The dark story of Adolf Hitler’s very own jazz band
Bad Bunny crushed the Super Bowl Halftime show in February. This made an awful lot of people incredibly angry because an American citizen decided to play some pop songs in a language that over 60 million citizens of the USA speak. By performing in his native tongue, this was deemed un-American and woke by the Bud Light-drinking, Fox News-watching brigade, who decided to organise some counter-programming.
Turning Point USA’s ‘All-American Halftime Show’ was a truly humiliating affair where a bunch of washed-up has-beens sang about cold beers and pickup trucks, or something. I’ll be honest; I didn’t watch. It wasn’t meant to be watched; it was just meant to exist. It was meant to be something for the red-cappers to point to and say to call “real” music.
But what does this have to do with an article supposedly about history? History is nothing more than the same five horrible things repeating themselves for all time, and just as MAGA presented a mockery of pop music as a way of showing they were just as relevant and important as anyone else, the Nazis did exactly the same thing with the pop music of the 1940s, jazz music. This was after they’d tried to suppress everything to do with jazz music for years, of course.

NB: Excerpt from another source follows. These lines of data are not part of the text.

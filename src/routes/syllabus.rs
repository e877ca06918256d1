use axum::extract::State;
use axum::http::StatusCode;
use axum::response::IntoResponse;
use axum::Json;
use serde::{Deserialize, Serialize};

use crate::response::{json_error, AppError};
use crate::routes::transition_error;
use crate::services::gemini::DifficultyLevel;
use crate::state::AppState;

#[derive(Serialize)]
struct SuccessResponse<T> {
    success: bool,
    data: T,
}

#[derive(Debug, Deserialize)]
#[serde(rename_all = "camelCase")]
pub struct GenerateRequest {
    subject: String,
    topic_count: u32,
    difficulty: DifficultyLevel,
}

#[derive(Debug, Deserialize)]
pub struct ReorderRequest {
    from: usize,
    to: usize,
}

pub async fn generate(
    State(state): State<AppState>,
    Json(body): Json<GenerateRequest>,
) -> Result<impl IntoResponse, AppError> {
    let session = state.session();

    let request = session
        .write()
        .await
        .begin_syllabus_generation(&body.subject, body.topic_count, body.difficulty)
        .map_err(transition_error)?;

    // The lock is released while the call is in flight; the loading
    // flag refuses a second submission in the meantime.
    let result = state
        .gemini()
        .generate_syllabus(
            &request.subject,
            request.topic_count,
            request.difficulty,
            request.language,
        )
        .await;

    let mut guard = session.write().await;
    match result {
        Ok(syllabus) => {
            guard.syllabus_generated(syllabus);
            Ok(Json(SuccessResponse {
                success: true,
                data: guard.snapshot(),
            }))
        }
        Err(err) => {
            guard.syllabus_generation_failed();
            tracing::error!(error = %err, "syllabus generation failed");
            if err.is_parse_failure() {
                Err(json_error(
                    StatusCode::BAD_GATEWAY,
                    "PARSE_FAILED",
                    "The generated syllabus could not be read",
                ))
            } else {
                Err(json_error(
                    StatusCode::BAD_GATEWAY,
                    "GENERATION_FAILED",
                    "Syllabus generation failed",
                ))
            }
        }
    }
}

pub async fn reorder(
    State(state): State<AppState>,
    Json(body): Json<ReorderRequest>,
) -> Result<impl IntoResponse, AppError> {
    let session = state.session();
    let mut guard = session.write().await;
    guard
        .reorder_topics(body.from, body.to)
        .map_err(transition_error)?;
    Ok(Json(SuccessResponse {
        success: true,
        data: guard.snapshot(),
    }))
}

They called it degenerate music (at least in public), but the problem with pop music is that it’s undeniable. People love it, and by the early 1940s, even German citizens couldn’t deny their love for it, no matter how much their government decried it. Thus, Joseph Goebbels, chief propagandist for the Nazi Party, took a different tack. He reasoned that suppressing a sound that people wanted to hear only made people want to hear it more, so rather than oppress it, he would provide a state-sponsored alternative.
Again, history is just the same five horrible things repeating themselves for all time.

Goebbels recruited the saxophonist Lutz ‘Stumpie’ Templin for this cause. Templin was a fascinating breed of coward who swore blind that he wasn’t a Nazi, but he was happy to embrace all the benefits that sucking up to the regime gave him. Templin would form the band, and Karl Schwedler, a former civil servant, would front the band with creative input from William Joyce, otherwise known as the radio personality Lord Haw-Haw.
In 1940, the band were ready for radio. Their name was changed from The Templin Orchestra to Charlie and his Orchestra, and they debuted on the show Political Cabaret. There, they found out the hard way that trying to be cool is the very definition of uncool, and while the band were decent enough players, it still sounded brutally lame. Obviously. It was Nazi jazz, how could it not be?!
However, it was slightly more bearable to the German populace than the endless nationalistic choir music, German classical music and beer hall chants that made up the rest of the airwaves. This was enough for the Reich’s propaganda wing, so Charlie and his Orchestra remained gainfully employed until the very end of the war, until their studio in Stuttgart was blown up in a final retreat by the SS in 1945. Charlie and his Orchestra weren’t meant to be good. In fact, it wasn’t even really meant to be art.
It was meant to be like everything else to the fascist, merely an extension of their fascism. After all, you don’t need thoughts; you’ve got the doctrine.
Once more, with feeling. History is just the same five horrible things repeating themselves for all time.